Success by Design
Package design has become increasingly important to the success of a product. With all the visual noise customers face as they shop, a package must be distinctive, eye-catching, and, nowadays, useful to the customer beyond holding the goods purchased. It also must be able to be processed in packaging lines that often are not customized. Designing such packaging poses several challenges to designers everywhere and to the printers who furnish the materials to be run on the lines prior to shipment. Printers play an important role during this entire process.
Kimberly-Clark (K-C, Dallas) recently engaged Great Northern Corp. (Appleton, Wis.) to create a package for its new product, Kleenex® Hand Towels. The package for these hand towels contains 60 single-use, disposable paper hand towels. It doubles as a dispenser that can sit on a counter or towel bar. The product line is completely new and launched in March. The resulting design is due to close collaboration between K-C and Great Northern, which manufactures the cartons at its StrataGraph facility in Oshkosh, Wis.
Design criteria
Great Northern offers structural design services along with its printing capabilities. For this product, K-C designed the carton and the graphics, and Great Northern implemented them in the finished product, according to Andrew Bakken, technical leader, family care global growth for K-C. "We worked with Great Northern to prototype every aspect of the carton: inks, coatings, die lines, perforations, scoring, adhesives, and so on," he says. According to Don Schroeder, president, Great Northern, K-C was looking for something eye-catching and unique, and something that would provide secondary usage in its design. One aspect of the package is its rhombus shape. "This particular case is designed so it can set on a vanity when it is oriented with the point up," says Schroeder. "It can also be used with a towel rack with the point down. You tuck the box into the towel bar, and you can pull towels out one by one."

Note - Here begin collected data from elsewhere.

//! Exercises the typed dispatcher/connection API with a real `lsp-types`
//! payload shape. This is the reason the crate depends on `lsp-types` at
//! all: it supplies the LSP data-type catalog the generic JSON-RPC layer
//! carries but deliberately does not reimplement (see `src/lib.rs`).

use lsp_rpc_toolkit::jsonrpc::Connection;
use lsp_rpc_toolkit::protocol::text_document;
use lsp_rpc_toolkit::transport::MockTransport;
use lsp_types::{
    Hover, HoverContents, HoverParams, MarkedString, Position, TextDocumentIdentifier,
    TextDocumentPositionParams, Url, WorkDoneProgressParams,
};
use std::sync::Arc;
use std::time::Duration;

/// A `hover` request encoded through `request_typed`, looped back through
/// the same connection's decoder, dispatched to a handler registered with
/// `on_typed_request`, and its `lsp_types::Hover` result decoded back out.
#[tokio::test]
async fn hover_request_round_trips_a_real_lsp_types_payload() {
    let connection = Arc::new(Connection::new(MockTransport::new()));

    connection
        .on_typed_request(text_document::HOVER, |params: HoverParams| async move {
            assert_eq!(params.text_document_position_params.position.line, 4);
            Ok(Hover {
                contents: HoverContents::Scalar(MarkedString::String(
                    "it's a variable".to_string(),
                )),
                range: None,
            })
        })
        .await;

    let params = HoverParams {
        text_document_position_params: TextDocumentPositionParams {
            text_document: TextDocumentIdentifier {
                uri: Url::parse("file:///a.rs").unwrap(),
            },
            position: Position {
                line: 4,
                character: 2,
            },
        },
        work_done_progress_params: WorkDoneProgressParams::default(),
    };

    let caller = Arc::clone(&connection);
    let call = tokio::spawn(async move {
        caller
            .request_typed::<_, Hover>(text_document::HOVER, &params, Duration::from_secs(1))
            .await
    });

    // No real socket here: pop the outbound request and feed it straight
    // back in as inbound, the same bytes a transport would carry, then do
    // the same for the response the handler produces.
    let request_bytes = connection.next_outgoing().await.unwrap();
    connection.receive(&request_bytes).await.unwrap();
    let response_bytes = connection.next_outgoing().await.unwrap();
    connection.receive(&response_bytes).await.unwrap();

    let hover = call.await.unwrap().unwrap();
    match hover.contents {
        HoverContents::Scalar(MarkedString::String(text)) => {
            assert_eq!(text, "it's a variable");
        }
        other => panic!("unexpected hover contents: {other:?}"),
    }
    assert!(hover.range.is_none());
}
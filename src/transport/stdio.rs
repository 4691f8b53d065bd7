//! stdio transport — reads/writes the current process's (or a child
//! process's) standard streams.
//!
//! Grounded on the teacher's `io::transport::StdioTransport`: a writer task
//! owns the sink end, a reader task owns the source end, and both talk to
//! the outside world through unbounded channels so `send`/`receive` can be
//! called concurrently from the two tasks a `Connection` spawns.

use super::Transport;
use async_trait::async_trait;
use std::sync::atomic::{AtomicBool, Ordering};
use tokio::io::{AsyncRead, AsyncReadExt, AsyncWrite, AsyncWriteExt};
use tokio::sync::{mpsc, Mutex};
use tracing::{error, trace};

const READ_BUFFER_SIZE: usize = 4096;

/// Error type for [`StdioTransport`].
#[derive(Debug, thiserror::Error)]
pub enum StdioTransportError {
    #[error("I/O error: {0}")]
    Io(#[from] std::io::Error),

    #[error("transport is disconnected")]
    Disconnected,
}

/// Transport backed by any `AsyncRead`/`AsyncWrite` pair — typically
/// `tokio::io::stdin()`/`stdout()`, or a child process's piped stdio.
pub struct StdioTransport {
    outbound_tx: mpsc::UnboundedSender<Vec<u8>>,
    inbound_rx: Mutex<mpsc::UnboundedReceiver<Vec<u8>>>,
    connected: AtomicBool,
}

impl StdioTransport {
    pub fn new<R, W>(reader: R, writer: W) -> Self
    where
        R: AsyncRead + Send + Unpin + 'static,
        W: AsyncWrite + Send + Unpin + 'static,
    {
        let (outbound_tx, outbound_rx) = mpsc::unbounded_channel();
        let (inbound_tx, inbound_rx) = mpsc::unbounded_channel();

        tokio::spawn(Self::writer_task(writer, outbound_rx));
        tokio::spawn(Self::reader_task(reader, inbound_tx));

        Self {
            outbound_tx,
            inbound_rx: Mutex::new(inbound_rx),
            connected: AtomicBool::new(true),
        }
    }

    async fn writer_task<W>(mut writer: W, mut rx: mpsc::UnboundedReceiver<Vec<u8>>)
    where
        W: AsyncWrite + Unpin,
    {
        while let Some(bytes) = rx.recv().await {
            if let Err(e) = writer.write_all(&bytes).await {
                error!("StdioTransport: write failed: {e}");
                break;
            }
            if let Err(e) = writer.flush().await {
                error!("StdioTransport: flush failed: {e}");
                break;
            }
        }
        trace!("StdioTransport: writer task finished");
    }

    async fn reader_task<R>(mut reader: R, tx: mpsc::UnboundedSender<Vec<u8>>)
    where
        R: AsyncRead + Unpin,
    {
        let mut buf = [0u8; READ_BUFFER_SIZE];
        loop {
            match reader.read(&mut buf).await {
                Ok(0) => {
                    trace!("StdioTransport: reader reached EOF");
                    break;
                }
                Ok(n) => {
                    if tx.send(buf[..n].to_vec()).is_err() {
                        trace!("StdioTransport: receiver dropped, stopping reader");
                        break;
                    }
                }
                Err(e) => {
                    error!("StdioTransport: read failed: {e}");
                    break;
                }
            }
        }
        trace!("StdioTransport: reader task finished");
    }
}

#[async_trait]
impl Transport for StdioTransport {
    type Error = StdioTransportError;

    async fn send(&self, bytes: &[u8]) -> Result<(), Self::Error> {
        if !self.is_connected() {
            return Err(StdioTransportError::Disconnected);
        }
        self.outbound_tx
            .send(bytes.to_vec())
            .map_err(|_| StdioTransportError::Disconnected)
    }

    async fn receive(&self) -> Result<Vec<u8>, Self::Error> {
        let mut rx = self.inbound_rx.lock().await;
        rx.recv().await.ok_or(StdioTransportError::Disconnected)
    }

    async fn close(&self) -> Result<(), Self::Error> {
        self.connected.store(false, Ordering::SeqCst);
        Ok(())
    }

    fn is_connected(&self) -> bool {
        self.connected.load(Ordering::SeqCst)
    }
}

#[cfg(test)]
mod tests {
    use super::*;

    #[tokio::test]
    async fn echoes_bytes_written_to_the_reader_side() {
        let (transport_reader, mut peer_writer) = tokio::io::duplex(1024);
        let (_unused_reader, transport_writer) = tokio::io::duplex(1024);
        let transport = StdioTransport::new(transport_reader, transport_writer);

        peer_writer.write_all(b"hello").await.unwrap();
        peer_writer.flush().await.unwrap();

        let received = transport.receive().await.unwrap();
        assert_eq!(received, b"hello");
    }

    #[tokio::test]
    async fn send_forwards_bytes_to_the_writer_side() {
        let (transport_reader, _unused_writer) = tokio::io::duplex(1024);
        let (mut peer_reader, transport_writer) = tokio::io::duplex(1024);
        let transport = StdioTransport::new(transport_reader, transport_writer);

        transport.send(b"ping").await.unwrap();

        let mut buf = [0u8; 4];
        peer_reader.read_exact(&mut buf).await.unwrap();
        assert_eq!(&buf, b"ping");
    }
}
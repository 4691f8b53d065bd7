//! In-memory transport for deterministic connection tests.
//!
//! Grounded on the teacher's `io::transport::MockTransport`: a queue of
//! canned inbound responses and a record of everything sent.

use super::Transport;
use async_trait::async_trait;
use std::collections::VecDeque;
use std::sync::atomic::{AtomicBool, Ordering};
use tokio::sync::{Mutex, Notify};

#[derive(Debug, thiserror::Error)]
pub enum MockTransportError {
    #[error("transport is disconnected")]
    Disconnected,
}

/// Transport that records what was sent and replays a queue of inbound
/// byte chunks pushed in by the test, either up front via
/// `with_responses` or incrementally via `push_inbound`.
pub struct MockTransport {
    sent: Mutex<Vec<Vec<u8>>>,
    inbound: Mutex<VecDeque<Vec<u8>>>,
    inbound_available: Notify,
    connected: AtomicBool,
}

impl Default for MockTransport {
    fn default() -> Self {
        Self::new()
    }
}

impl MockTransport {
    pub fn new() -> Self {
        Self {
            sent: Mutex::new(Vec::new()),
            inbound: Mutex::new(VecDeque::new()),
            inbound_available: Notify::new(),
            connected: AtomicBool::new(true),
        }
    }

    pub fn with_responses(responses: Vec<Vec<u8>>) -> Self {
        let transport = Self::new();
        {
            let mut inbound = transport.inbound.try_lock().expect("fresh mutex");
            inbound.extend(responses);
        }
        transport
    }

    pub async fn push_inbound(&self, bytes: Vec<u8>) {
        self.inbound.lock().await.push_back(bytes);
        self.inbound_available.notify_one();
    }

    pub async fn sent_messages(&self) -> Vec<Vec<u8>> {
        self.sent.lock().await.clone()
    }
}

#[async_trait]
impl Transport for MockTransport {
    type Error = MockTransportError;

    async fn send(&self, bytes: &[u8]) -> Result<(), Self::Error> {
        if !self.is_connected() {
            return Err(MockTransportError::Disconnected);
        }
        self.sent.lock().await.push(bytes.to_vec());
        Ok(())
    }

    /// Waits for either a queued inbound chunk or disconnection — never
    /// returns spuriously empty-handed, so a `Connection::serve` reader
    /// loop can drive a `MockTransport` the same way it drives a real one.
    async fn receive(&self) -> Result<Vec<u8>, Self::Error> {
        loop {
            // Register interest before checking state, so a notification
            // racing with this check is never missed.
            let notified = self.inbound_available.notified();

            if let Some(bytes) = self.inbound.lock().await.pop_front() {
                return Ok(bytes);
            }
            if !self.is_connected() {
                return Err(MockTransportError::Disconnected);
            }
            notified.await;
        }
    }

    async fn close(&self) -> Result<(), Self::Error> {
        self.connected.store(false, Ordering::SeqCst);
        self.inbound_available.notify_waiters();
        Ok(())
    }

    fn is_connected(&self) -> bool {
        self.connected.load(Ordering::SeqCst)
    }
}

#[cfg(test)]
mod tests {
    use super::*;

    #[tokio::test]
    async fn receive_waits_for_a_pushed_chunk() {
        let transport = std::sync::Arc::new(MockTransport::new());
        let reader = tokio::spawn({
            let transport = std::sync::Arc::clone(&transport);
            async move { transport.receive().await }
        });

        tokio::task::yield_now().await;
        transport.push_inbound(b"hello".to_vec()).await;

        assert_eq!(reader.await.unwrap().unwrap(), b"hello");
    }

    #[tokio::test]
    async fn receive_fails_once_closed_with_nothing_queued() {
        let transport = MockTransport::new();
        transport.close().await.unwrap();
        assert!(matches!(
            transport.receive().await,
            Err(MockTransportError::Disconnected)
        ));
    }
}
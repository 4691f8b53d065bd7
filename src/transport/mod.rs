//! Transport layer — the byte-stream interface `Connection` drives.
//!
//! A transport knows nothing about JSON-RPC, framing, or LSP; it only
//! produces and accepts raw byte chunks at arbitrary boundaries. Methods
//! take `&self` rather than `&mut self` so a `Connection` can run a reader
//! task and a writer task against the same transport concurrently, as the
//! concurrency model requires — concrete implementations push the actual
//! exclusivity down into per-direction background tasks (see
//! [`stdio::StdioTransport`]).

pub mod mock;
pub mod stdio;
pub mod tcp;

use async_trait::async_trait;

/// Core transport trait for bidirectional byte exchange.
#[async_trait]
pub trait Transport: Send + Sync {
    type Error: std::error::Error + Send + Sync + 'static;

    /// Send one chunk of bytes (already framed by the caller).
    async fn send(&self, bytes: &[u8]) -> Result<(), Self::Error>;

    /// Receive the next available chunk of bytes (arbitrary boundaries —
    /// callers must not assume this aligns with a single frame).
    async fn receive(&self) -> Result<Vec<u8>, Self::Error>;

    /// Close the transport. Idempotent.
    async fn close(&self) -> Result<(), Self::Error>;

    /// Whether the transport is still expected to make progress.
    fn is_connected(&self) -> bool;
}

pub use mock::MockTransport;
pub use stdio::StdioTransport;
pub use tcp::TcpTransport;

Bakken adds, "The carton was designed to be used either upright on the counter or upside down on a towel bar. We wanted to provide the towel right where the user needed it. We wanted the carton to fit into a bathroom décor so we chose colors that would match or coordinate with bathroom fixtures. The metallic finish and embossed pattern added to the 'fixture' look." Colors of the cartons include bronze, platinum, and aquamarine.
Graphically, Schroeder states that K-C required two elements: to make sure all the consumer information was available and that the consumer can throw away all that information that is no longer needed while maintaining the box's "elegant appeal." In essence, it needed to communicate as well as maintain shelf appeal.
Structurally, the package had to fit a packaging line that was being designed concurrently with the packaging, so there were a number of prototypes. "It was a significant challenge primarily because filling equipment was built specifically for this product," says Schroeder. "So we couldn't necessarily test the product on the filling line because it did not exist. As the filling line was being developed we could work back and forth and develop specs that would work for both the box maker and the equipment manufacturer."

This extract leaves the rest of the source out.